Reviewed by Hannah Spencer.
Director: Paul Schrader, Focus Features, 2021, MA, 112 mins.
The Card Counter is a film that leaves you feeling conflicted.
Much like an adventurous ramen order, it’s not quite what you expected.
Some parts you love, some parts less so, and the ingredients just don’t quite work.
Yet once you’ve put down your chopsticks, finished your last slurp of sturdy broth and perfectly cooked noodles, you are left surprisingly satisfied.
Oscar Isaac (Ex Machina) is hypnotising as William Tell/Tillich, an enigmatic card counter who passes his days playing poker in dingy casinos.
Winning enough, but not too much to be noticed.
William is existing but not really living.
His life of self-imposed purgatory is interrupted by a chance meeting with the young Cirk (Tye Sheridan, Ready Player One).
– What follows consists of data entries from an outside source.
//! Configuration management

use fifostack_sqs::QueueConfig;
use serde::Deserialize;
use std::path::Path;

/// Main configuration structure
#[derive(Debug, Deserialize, Default)]
pub struct Config {
    #[serde(default)]
    pub server: ServerConfig,

    /// Queues created at startup
    #[serde(default)]
    pub queues: Vec<QueueDefinition>,

    /// Event source mappings started once the queues exist
    #[serde(default)]
    pub event_sources: Vec<EventSourceConfig>,
}

#[derive(Debug, Deserialize)]
pub struct ServerConfig {
    #[serde(default = "default_port")]
    pub port: u16,

    #[serde(default = "default_host")]
    pub host: String,

    /// Base of generated queue URLs; derived from host and port when unset
    #[serde(default)]
    pub endpoint_url: Option<String>,

    #[serde(default = "default_sweep_interval_ms")]
    pub sweep_interval_ms: u64,
}

impl Default for ServerConfig {
    fn default() -> Self {
        Self {
            port: default_port(),
            host: default_host(),
            endpoint_url: None,
            sweep_interval_ms: default_sweep_interval_ms(),
        }
    }
}

impl ServerConfig {
    pub fn endpoint_url(&self) -> String {
        self.endpoint_url
            .clone()
            .unwrap_or_else(|| format!("http://localhost:{}", self.port))
    }
}

#[derive(Debug, Deserialize)]
pub struct QueueDefinition {
    pub name: String,

    #[serde(flatten)]
    pub config: QueueConfig,
}

#[derive(Debug, Deserialize)]
pub struct EventSourceConfig {
    pub queue: String,

    #[serde(default = "default_batch_size")]
    pub batch_size: usize,

    #[serde(default = "default_wait_time_seconds")]
    pub wait_time_seconds: u64,
}

fn default_port() -> u16 {
    4566
}

fn default_host() -> String {
    "0.0.0.0".to_string()
}

fn default_sweep_interval_ms() -> u64 {
    1000
}

fn default_batch_size() -> usize {
    1
}

fn default_wait_time_seconds() -> u64 {
    20
}

impl Config {
    /// Load configuration from an optional file, then `FIFOSTACK__*`
    /// environment overrides (e.g. `FIFOSTACK__SERVER__PORT`)
    pub fn load(path: Option<&Path>) -> anyhow::Result<Self> {
        let mut builder = config::Config::builder();
        builder = match path {
            Some(path) => builder.add_source(config::File::from(path).required(true)),
            None => builder.add_source(config::File::with_name("fifostack").required(false)),
        };

        let config = builder
            .add_source(config::Environment::with_prefix("FIFOSTACK").separator("__"))
            .build()?;

        Ok(config.try_deserialize::<Config>()?)
    }
}
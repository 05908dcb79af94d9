//! HTTP handlers for the SQS JSON protocol

use axum::{
    body::Body,
    extract::State,
    http::{header, HeaderMap, HeaderValue, StatusCode},
    response::Response,
    routing::post,
    Router,
};
use bytes::Bytes;
use fifostack_core::{AwsError, ErrorCode, RequestId};
use serde::Deserialize;
use serde_json::{json, Map, Value};
use std::collections::HashMap;
use std::sync::Arc;
use std::time::Duration;
use tracing::{info, warn};

use crate::error::SqsError;
use crate::message::{ReceivedMessage, SendRequest};
use crate::queue::QueueConfig;
use crate::storage::SqsStorage;

const CONTENT_TYPE_JSON: &str = "application/x-amz-json-1.0";
const TARGET_PREFIX: &str = "AmazonSQS.";

/// Shared state for SQS handlers
#[derive(Debug, Clone)]
pub struct SqsState {
    pub storage: Arc<SqsStorage>,
}

impl SqsState {
    pub fn new(storage: Arc<SqsStorage>) -> Self {
        Self { storage }
    }
}

/// Router serving the SQS API at `/`
pub fn router(state: Arc<SqsState>) -> Router {
    Router::new()
        .route("/", post(handle_request))
        .with_state(state)
}

/// Handle SQS requests based on X-Amz-Target header
pub async fn handle_request(
    State(state): State<Arc<SqsState>>,
    headers: HeaderMap,
    body: Bytes,
) -> Response {
    let request_id = RequestId::new();

    let target = headers
        .get("x-amz-target")
        .and_then(|v| v.to_str().ok())
        .unwrap_or("");
    let action = target.strip_prefix(TARGET_PREFIX).unwrap_or(target);

    info!(action = %action, request_id = %request_id.id, "SQS request");

    let result = match parse_body(&body) {
        Ok(body) => dispatch(&state.storage, action, body).await,
        Err(e) => Err(e),
    };

    match result {
        Ok(reply) => json_response(&request_id, reply),
        Err(e) => {
            warn!(action = %action, code = e.code.as_str(), message = %e.message, "SQS request failed");
            error_response(&request_id, &e)
        }
    }
}

/// Successful reply plus any extra response headers
struct Reply {
    body: Value,
    headers: Vec<(&'static str, String)>,
}

impl From<Value> for Reply {
    fn from(body: Value) -> Self {
        Self {
            body,
            headers: Vec::new(),
        }
    }
}

async fn dispatch(storage: &SqsStorage, action: &str, body: Value) -> Result<Reply, AwsError> {
    let reply: Reply = match action {
        "CreateQueue" => create_queue(storage, parse(body)?)?.into(),
        "GetQueueUrl" => get_queue_url(storage, parse(body)?)?.into(),
        "DeleteQueue" => delete_queue(storage, parse(body)?)?.into(),
        "ListQueues" => list_queues(storage, parse(body)?).into(),
        "GetQueueAttributes" => get_queue_attributes(storage, parse(body)?)?.into(),
        "PurgeQueue" => purge_queue(storage, parse(body)?)?.into(),
        "SendMessage" => send_message(storage, parse(body)?)?.into(),
        "ReceiveMessage" => receive_message(storage, parse(body)?).await?.into(),
        "DeleteMessage" => delete_message(storage, parse(body)?)?,
        _ => {
            return Err(AwsError::new(
                ErrorCode::InvalidAction,
                format!("The action {action} is not valid for this endpoint."),
            ))
        }
    };
    Ok(reply)
}

// === Request parsing ===

fn parse_body(body: &[u8]) -> Result<Value, AwsError> {
    if body.is_empty() {
        return Ok(json!({}));
    }
    serde_json::from_slice(body).map_err(|e| {
        AwsError::new(
            ErrorCode::SerializationException,
            format!("Invalid JSON: {e}"),
        )
    })
}

fn parse<T: serde::de::DeserializeOwned>(body: Value) -> Result<T, AwsError> {
    serde_json::from_value(body).map_err(|e| {
        AwsError::new(
            ErrorCode::SerializationException,
            format!("Invalid request: {e}"),
        )
    })
}

fn required<'a>(value: Option<&'a str>, name: &str) -> Result<&'a str, AwsError> {
    value.filter(|v| !v.is_empty()).ok_or_else(|| {
        AwsError::new(
            ErrorCode::MissingParameter,
            format!("The request must contain the parameter {name}."),
        )
    })
}

fn sqs(error: &SqsError) -> AwsError {
    AwsError::from(error)
}

#[derive(Debug, Deserialize)]
#[serde(rename_all = "PascalCase")]
struct QueueNameRequest {
    queue_name: Option<String>,
    #[serde(default)]
    attributes: HashMap<String, String>,
}

#[derive(Debug, Deserialize)]
#[serde(rename_all = "PascalCase")]
struct QueueUrlRequest {
    queue_url: Option<String>,
    #[serde(default)]
    attribute_names: Vec<String>,
}

#[derive(Debug, Default, Deserialize)]
#[serde(rename_all = "PascalCase", default)]
struct ListQueuesRequest {
    queue_name_prefix: Option<String>,
}

#[derive(Debug, Deserialize)]
#[serde(rename_all = "PascalCase")]
struct MessageAttributeValue {
    data_type: String,
    string_value: Option<String>,
}

#[derive(Debug, Deserialize)]
#[serde(rename_all = "PascalCase")]
struct SendMessageRequest {
    queue_url: Option<String>,
    message_body: Option<String>,
    message_group_id: Option<String>,
    message_deduplication_id: Option<String>,
    #[serde(default)]
    message_attributes: HashMap<String, MessageAttributeValue>,
}

#[derive(Debug, Deserialize)]
#[serde(rename_all = "PascalCase")]
struct ReceiveMessageRequest {
    queue_url: Option<String>,
    max_number_of_messages: Option<usize>,
    wait_time_seconds: Option<u64>,
    #[serde(default)]
    attribute_names: Vec<String>,
    #[serde(default)]
    message_system_attribute_names: Vec<String>,
    #[serde(default)]
    message_attribute_names: Vec<String>,
}

#[derive(Debug, Deserialize)]
#[serde(rename_all = "PascalCase")]
struct DeleteMessageRequest {
    queue_url: Option<String>,
    receipt_handle: Option<String>,
}

// === Handlers ===

fn create_queue(storage: &SqsStorage, request: QueueNameRequest) -> Result<Value, AwsError> {
    let name = required(request.queue_name.as_deref(), "QueueName")?;
    let config = QueueConfig::from_attributes(&request.attributes).map_err(|e| sqs(&e))?;
    let queue = storage.create_queue(name, config).map_err(|e| sqs(&e))?;
    Ok(json!({ "QueueUrl": queue.url }))
}

fn get_queue_url(storage: &SqsStorage, request: QueueNameRequest) -> Result<Value, AwsError> {
    let name = required(request.queue_name.as_deref(), "QueueName")?;
    let queue = storage.get_queue(name).map_err(|e| sqs(&e))?;
    Ok(json!({ "QueueUrl": queue.url }))
}

fn delete_queue(storage: &SqsStorage, request: QueueUrlRequest) -> Result<Value, AwsError> {
    let url = required(request.queue_url.as_deref(), "QueueUrl")?;
    let queue = storage.queue_for_url(url).map_err(|e| sqs(&e))?;
    storage.delete_queue(&queue.name).map_err(|e| sqs(&e))?;
    Ok(json!({}))
}

fn list_queues(storage: &SqsStorage, request: ListQueuesRequest) -> Value {
    let urls = storage.list_queues(request.queue_name_prefix.as_deref());
    if urls.is_empty() {
        json!({})
    } else {
        json!({ "QueueUrls": urls })
    }
}

fn get_queue_attributes(storage: &SqsStorage, request: QueueUrlRequest) -> Result<Value, AwsError> {
    let url = required(request.queue_url.as_deref(), "QueueUrl")?;
    let queue = storage.queue_for_url(url).map_err(|e| sqs(&e))?;

    let wanted = NameFilter::new(&request.attribute_names);
    let attributes: Map<String, Value> = queue
        .attributes()
        .into_iter()
        .filter(|(name, _)| wanted.matches(name))
        .map(|(name, value)| (name, Value::String(value)))
        .collect();

    Ok(json!({ "Attributes": attributes }))
}

fn purge_queue(storage: &SqsStorage, request: QueueUrlRequest) -> Result<Value, AwsError> {
    let url = required(request.queue_url.as_deref(), "QueueUrl")?;
    storage
        .queue_for_url(url)
        .and_then(|queue| queue.purge())
        .map_err(|e| sqs(&e))?;
    Ok(json!({}))
}

fn send_message(storage: &SqsStorage, request: SendMessageRequest) -> Result<Value, AwsError> {
    let url = required(request.queue_url.as_deref(), "QueueUrl")?;
    let body = required(request.message_body.as_deref(), "MessageBody")?;
    let group_id = required(request.message_group_id.as_deref(), "MessageGroupId")?;
    let queue = storage.queue_for_url(url).map_err(|e| sqs(&e))?;

    let mut attributes = HashMap::with_capacity(request.message_attributes.len());
    for (name, value) in request.message_attributes {
        let string_value = value.string_value.ok_or_else(|| {
            AwsError::new(
                ErrorCode::InvalidParameterValue,
                format!(
                    "Message attribute {name} of type {} must carry a StringValue",
                    value.data_type
                ),
            )
        })?;
        attributes.insert(name, string_value);
    }

    let receipt = queue
        .send(SendRequest {
            group_id: group_id.to_string(),
            dedup_id: request.message_deduplication_id,
            body: Bytes::copy_from_slice(body.as_bytes()),
            attributes,
        })
        .map_err(|e| sqs(&e))?;

    Ok(json!({
        "MD5OfMessageBody": receipt.body_md5,
        "MessageId": receipt.message_id.to_string(),
        "SequenceNumber": receipt.sequence_number,
    }))
}

async fn receive_message(
    storage: &SqsStorage,
    request: ReceiveMessageRequest,
) -> Result<Value, AwsError> {
    let url = required(request.queue_url.as_deref(), "QueueUrl")?;
    let queue = storage.queue_for_url(url).map_err(|e| sqs(&e))?;

    let messages = queue
        .receive(
            request.max_number_of_messages.unwrap_or(1),
            request.wait_time_seconds.map(Duration::from_secs),
        )
        .await
        .map_err(|e| sqs(&e))?;

    if messages.is_empty() {
        return Ok(json!({}));
    }

    let mut system_names = request.attribute_names;
    system_names.extend(request.message_system_attribute_names);
    let system_filter = NameFilter::new(&system_names);
    let attribute_filter = NameFilter::new(&request.message_attribute_names);

    let messages: Vec<Value> = messages
        .iter()
        .map(|m| message_json(m, &system_filter, &attribute_filter))
        .collect();

    Ok(json!({ "Messages": messages }))
}

fn delete_message(storage: &SqsStorage, request: DeleteMessageRequest) -> Result<Reply, AwsError> {
    let url = required(request.queue_url.as_deref(), "QueueUrl")?;
    let receipt_handle = required(request.receipt_handle.as_deref(), "ReceiptHandle")?;
    let queue = storage.queue_for_url(url).map_err(|e| sqs(&e))?;

    let deleted = queue.delete(receipt_handle).map_err(|e| sqs(&e))?;

    Ok(Reply {
        body: json!({}),
        headers: vec![("x-fifostack-deleted", deleted.to_string())],
    })
}

// === Response helpers ===

/// Attribute name selection: nothing requested means nothing returned,
/// `All` (or `.*`) means everything
struct NameFilter<'a> {
    names: &'a [String],
}

impl<'a> NameFilter<'a> {
    fn new(names: &'a [String]) -> Self {
        Self { names }
    }

    fn matches(&self, name: &str) -> bool {
        self.names.iter().any(|wanted| {
            wanted == "All"
                || wanted == ".*"
                || wanted == name
                || wanted
                    .strip_suffix(".*")
                    .is_some_and(|prefix| name.starts_with(prefix))
        })
    }
}

fn message_json(
    message: &ReceivedMessage,
    system_filter: &NameFilter<'_>,
    attribute_filter: &NameFilter<'_>,
) -> Value {
    let mut value = json!({
        "MessageId": message.message_id.to_string(),
        "ReceiptHandle": message.receipt_token,
        "MD5OfBody": message.body_md5,
        "Body": message.body_text(),
    });

    let system: Map<String, Value> = message
        .system_attributes()
        .into_iter()
        .filter(|(name, _)| system_filter.matches(name))
        .map(|(name, v)| (name.to_string(), Value::String(v)))
        .collect();
    if !system.is_empty() {
        value["Attributes"] = Value::Object(system);
    }

    let attributes: Map<String, Value> = message
        .attributes
        .iter()
        .filter(|(name, _)| attribute_filter.matches(name))
        .map(|(name, v)| {
            (
                name.clone(),
                json!({ "DataType": "String", "StringValue": v }),
            )
        })
        .collect();
    if !attributes.is_empty() {
        value["MessageAttributes"] = Value::Object(attributes);
    }

    value
}

fn json_response(request_id: &RequestId, reply: Reply) -> Response {
    let mut response = Response::new(Body::from(reply.body.to_string()));
    *response.status_mut() = StatusCode::OK;

    let headers = response.headers_mut();
    headers.insert(
        header::CONTENT_TYPE,
        HeaderValue::from_static(CONTENT_TYPE_JSON),
    );
    insert_request_id(headers, request_id);
    for (name, value) in reply.headers {
        if let Ok(value) = HeaderValue::from_str(&value) {
            headers.insert(name, value);
        }
    }
    response
}

fn error_response(request_id: &RequestId, error: &AwsError) -> Response {
    let mut response = Response::new(Body::from(error.to_json()));
    *response.status_mut() = StatusCode::BAD_REQUEST;

    let headers = response.headers_mut();
    headers.insert(
        header::CONTENT_TYPE,
        HeaderValue::from_static(CONTENT_TYPE_JSON),
    );
    if let Ok(value) = HeaderValue::from_str(&error.query_error_header()) {
        headers.insert("x-amzn-query-error", value);
    }
    insert_request_id(headers, request_id);
    response
}

fn insert_request_id(headers: &mut HeaderMap, request_id: &RequestId) {
    if let Ok(value) = HeaderValue::from_str(&request_id.id) {
        headers.insert("x-amzn-requestid", value);
    }
    if let Ok(value) = HeaderValue::from_str(&request_id.extended_id) {
        headers.insert("x-amz-id-2", value);
    }
}
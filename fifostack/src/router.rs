//! HTTP router for fifostack

use axum::{http::StatusCode, response::IntoResponse, routing::get, Router};
use fifostack_sqs::{SqsState, SqsStorage};
use std::sync::Arc;
use tower_http::trace::TraceLayer;

/// Create the main application router
pub fn create_router(storage: Arc<SqsStorage>) -> Router {
    let sqs = Arc::new(SqsState::new(storage));

    Router::new()
        .route("/health", get(health_check))
        .route("/_localstack/health", get(health_check))
        .merge(fifostack_sqs::router(sqs))
        .layer(TraceLayer::new_for_http())
}

async fn health_check() -> impl IntoResponse {
    (
        StatusCode::OK,
        [("content-type", "application/json")],
        r#"{"status": "running", "services": ["sqs"]}"#,
    )
}

#[cfg(test)]
mod tests {
    use super::*;
    use axum::{body::Body, http::Request};
    use http_body_util::BodyExt;
    use tower::ServiceExt;

    #[tokio::test]
    async fn test_health_check() {
        let app = create_router(Arc::new(SqsStorage::new()));
        let response = app
            .oneshot(Request::get("/health").body(Body::empty()).unwrap())
            .await
            .unwrap();

        assert_eq!(response.status(), StatusCode::OK);
        let body = response.into_body().collect().await.unwrap().to_bytes();
        let json: serde_json::Value = serde_json::from_slice(&body).unwrap();
        assert_eq!(json["status"], "running");
    }

    #[tokio::test]
    async fn test_sqs_requests_are_routed() {
        let app = create_router(Arc::new(SqsStorage::new()));
        let response = app
            .oneshot(
                Request::post("/")
                    .header("x-amz-target", "AmazonSQS.ListQueues")
                    .body(Body::from("{}"))
                    .unwrap(),
            )
            .await
            .unwrap();

        assert_eq!(response.status(), StatusCode::OK);
    }
}
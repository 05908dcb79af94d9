//! fifostack - local FIFO message queue
//!
//! Serves SQS-compatible FIFO queues over the AWS JSON 1.0 protocol, with
//! optional queues and event source mappings declared in a config file.

mod config;
mod router;

use anyhow::Context;
use clap::Parser;
use fifostack_sqs::{spawn_sweeper, EventSourceMapping, LoggingProcessor, RecordHandler, SqsStorage};
use std::net::SocketAddr;
use std::path::PathBuf;
use std::sync::Arc;
use std::time::Duration;
use tracing::info;
use tracing_subscriber::{layer::SubscriberExt, util::SubscriberInitExt};

#[derive(Parser, Debug)]
#[command(name = "fifostack")]
#[command(about = "Local FIFO message queue with an SQS-compatible API", long_about = None)]
struct Args {
    /// Configuration file (TOML)
    #[arg(short, long, env = "FIFOSTACK_CONFIG")]
    config: Option<PathBuf>,

    /// Port to listen on (overrides the config file)
    #[arg(short, long, env = "FIFOSTACK_PORT")]
    port: Option<u16>,

    /// Host to bind to (overrides the config file)
    #[arg(long, env = "FIFOSTACK_HOST")]
    host: Option<String>,

    /// Interval between retention and lease sweeps, in milliseconds
    #[arg(long, env = "FIFOSTACK_SWEEP_INTERVAL_MS")]
    sweep_interval_ms: Option<u64>,

    /// Log level (trace, debug, info, warn, error)
    #[arg(long, default_value = "info", env = "FIFOSTACK_LOG_LEVEL")]
    log_level: String,
}

#[tokio::main]
async fn main() -> anyhow::Result<()> {
    let args = Args::parse();

    // Initialize tracing
    tracing_subscriber::registry()
        .with(
            tracing_subscriber::EnvFilter::try_from_default_env().unwrap_or_else(|_| {
                format!(
                    "fifostack={0},fifostack_sqs={0},tower_http=debug",
                    args.log_level
                )
                .into()
            }),
        )
        .with(tracing_subscriber::fmt::layer())
        .init();

    let mut config = config::Config::load(args.config.as_deref())?;
    if let Some(port) = args.port {
        config.server.port = port;
    }
    if let Some(host) = args.host {
        config.server.host = host;
    }
    if let Some(interval) = args.sweep_interval_ms {
        config.server.sweep_interval_ms = interval;
    }

    info!("Starting fifostack...");

    let storage = Arc::new(SqsStorage::with_endpoint(config.server.endpoint_url()));
    for definition in &config.queues {
        storage
            .create_queue(&definition.name, definition.config.clone())
            .with_context(|| format!("creating queue {}", definition.name))?;
    }

    let sweeper = spawn_sweeper(
        storage.clone(),
        Duration::from_millis(config.server.sweep_interval_ms.max(1)),
    );

    let mut mappings = Vec::with_capacity(config.event_sources.len());
    for source in &config.event_sources {
        let queue = storage
            .get_queue(&source.queue)
            .with_context(|| format!("event source for {}", source.queue))?;
        let mapping = EventSourceMapping::new(queue, Arc::new(RecordHandler::new(LoggingProcessor)))
            .with_batch_size(source.batch_size)?
            .with_wait_time(Duration::from_secs(source.wait_time_seconds))?
            .with_region(storage.region());
        mappings.push(mapping.spawn());
    }

    let app = router::create_router(storage);

    // Start server
    let addr: SocketAddr = format!("{}:{}", config.server.host, config.server.port).parse()?;
    info!("Listening on http://{}", addr);

    let listener = tokio::net::TcpListener::bind(addr).await?;
    axum::serve(listener, app)
        .with_graceful_shutdown(async {
            if tokio::signal::ctrl_c().await.is_ok() {
                info!("Shutting down");
            }
        })
        .await?;

    for mapping in mappings {
        mapping.shutdown().await;
    }
    sweeper.abort();

    Ok(())
}
//! In-process test server

use fifostack_sqs::{router, SqsState, SqsStorage};
use std::sync::Arc;
use thiserror::Error;
use tokio::net::TcpListener;
use tokio::task::JoinHandle;
use tracing::info;

use crate::client::SqsClient;

/// A fifostack server bound to a random local port
pub struct TestServer {
    base_url: String,
    storage: Arc<SqsStorage>,
    task: JoinHandle<()>,
}

impl TestServer {
    /// Bind `127.0.0.1:0` and serve the SQS API until dropped
    pub async fn start() -> Result<Self, TestError> {
        let listener = TcpListener::bind("127.0.0.1:0")
            .await
            .map_err(|e| TestError::StartFailed(e.to_string()))?;
        let addr = listener
            .local_addr()
            .map_err(|e| TestError::StartFailed(e.to_string()))?;
        let base_url = format!("http://{addr}");

        let storage = Arc::new(SqsStorage::with_endpoint(&base_url));
        let app = router(Arc::new(SqsState::new(storage.clone())));

        let task = tokio::spawn(async move {
            if let Err(e) = axum::serve(listener, app).await {
                tracing::error!(error = %e, "Test server stopped");
            }
        });

        info!(addr = %addr, "Started fifostack test server");
        Ok(Self {
            base_url,
            storage,
            task,
        })
    }

    pub fn url(&self) -> &str {
        &self.base_url
    }

    /// Direct access to the queues behind the server
    pub fn storage(&self) -> &Arc<SqsStorage> {
        &self.storage
    }

    pub fn client(&self) -> SqsClient {
        SqsClient::new(self.base_url.clone())
    }
}

impl Drop for TestServer {
    fn drop(&mut self) {
        self.task.abort();
    }
}

/// Test errors
#[derive(Debug, Error)]
pub enum TestError {
    #[error("Failed to start server: {0}")]
    StartFailed(String),
}
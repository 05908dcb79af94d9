//! Request ID generation

use base64::Engine;
use uuid::Uuid;

/// AWS-style request ID
#[derive(Debug, Clone)]
pub struct RequestId {
    /// Primary request ID (x-amzn-RequestId)
    pub id: String,
    /// Extended request ID (x-amz-id-2), base64 encoded
    pub extended_id: String,
}

impl RequestId {
    /// Generate a new request ID pair
    pub fn new() -> Self {
        let id = Uuid::new_v4().hyphenated().to_string();
        let extended_id = base64_encode(Uuid::new_v4().as_bytes());

        Self { id, extended_id }
    }
}

impl Default for RequestId {
    fn default() -> Self {
        Self::new()
    }
}

fn base64_encode(data: &[u8]) -> String {
    base64::engine::general_purpose::STANDARD.encode(data)
}
//! Test utilities for fifostack
//!
//! Runs the SQS API in-process on an ephemeral port and talks to it over
//! real HTTP, the way an SDK would:
//!
//! ```rust,no_run
//! use fifostack_test::TestServer;
//!
//! #[tokio::test]
//! async fn test_queue() {
//!     let server = TestServer::start().await.unwrap();
//!     let client = server.client();
//!     let url = client.create_queue("orders.fifo").await.unwrap();
//!     client.send_message(&url, "hello", "group-1").await.unwrap();
//! }
//! ```

pub mod client;
pub mod server;

pub use client::{ClientError, ReceiveOptions, SqsClient, SqsMessage};
pub use server::{TestError, TestServer};

/// Timeout for a single client request; longer than the longest long poll
pub const REQUEST_TIMEOUT_SECS: u64 = 30;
Cirk is on a mission to avenge his late father, a veteran who worked in Abu Ghraib.
His father’s superior, a torture expert who escaped conviction, played by Willem Dafoe (The Last Temptation of Christ) is what brings Cirk and William together.
Searing flashbacks that feel like a bad acid trip reveal that William also served Abu Ghraib.
His guilt burdens him with a “weight that can never be removed”.
However, the opportunity to steer Cirk away from the path of revenge offers William hope of redemption.
Director Paul Schrader has been working in film since the ‘70s.
Tropes of redemption and revenge are familiar territory for him, and this film has many similarities to Scorsese’s Taxi Driver which Schrader wrote the screenplay for.
Expertly crafted scenes reveal the torture perpetrated by William at Abu Ghraib but also how these memories continue to torture him today.
Both William and the audience are left wondering if he committed these acts because he was an obedient soldier or if the propensity (even talent) existed within him already.
Brilliant cinematography and an incredible soundtrack perfectly execute the soulless and transient world that William Tell exists in.
However, the uninspiring character of Cirk and a romantic interest devoid of chemistry are unconvincing catalysts for the abrupt changes in William Tell’s life.
It is almost as if these characters and plot lines have been plucked from separate movies, poured into a soup pot, stirred around and then served up in the hope that no one would notice.
Outstanding in parts but jarringly discordant in others, film fans will certainly have lots to chew on, however some may wish they had ordered a different meal.
The Card Counter screened at the Sydney Film Festival and is to be released nationally on 2 December.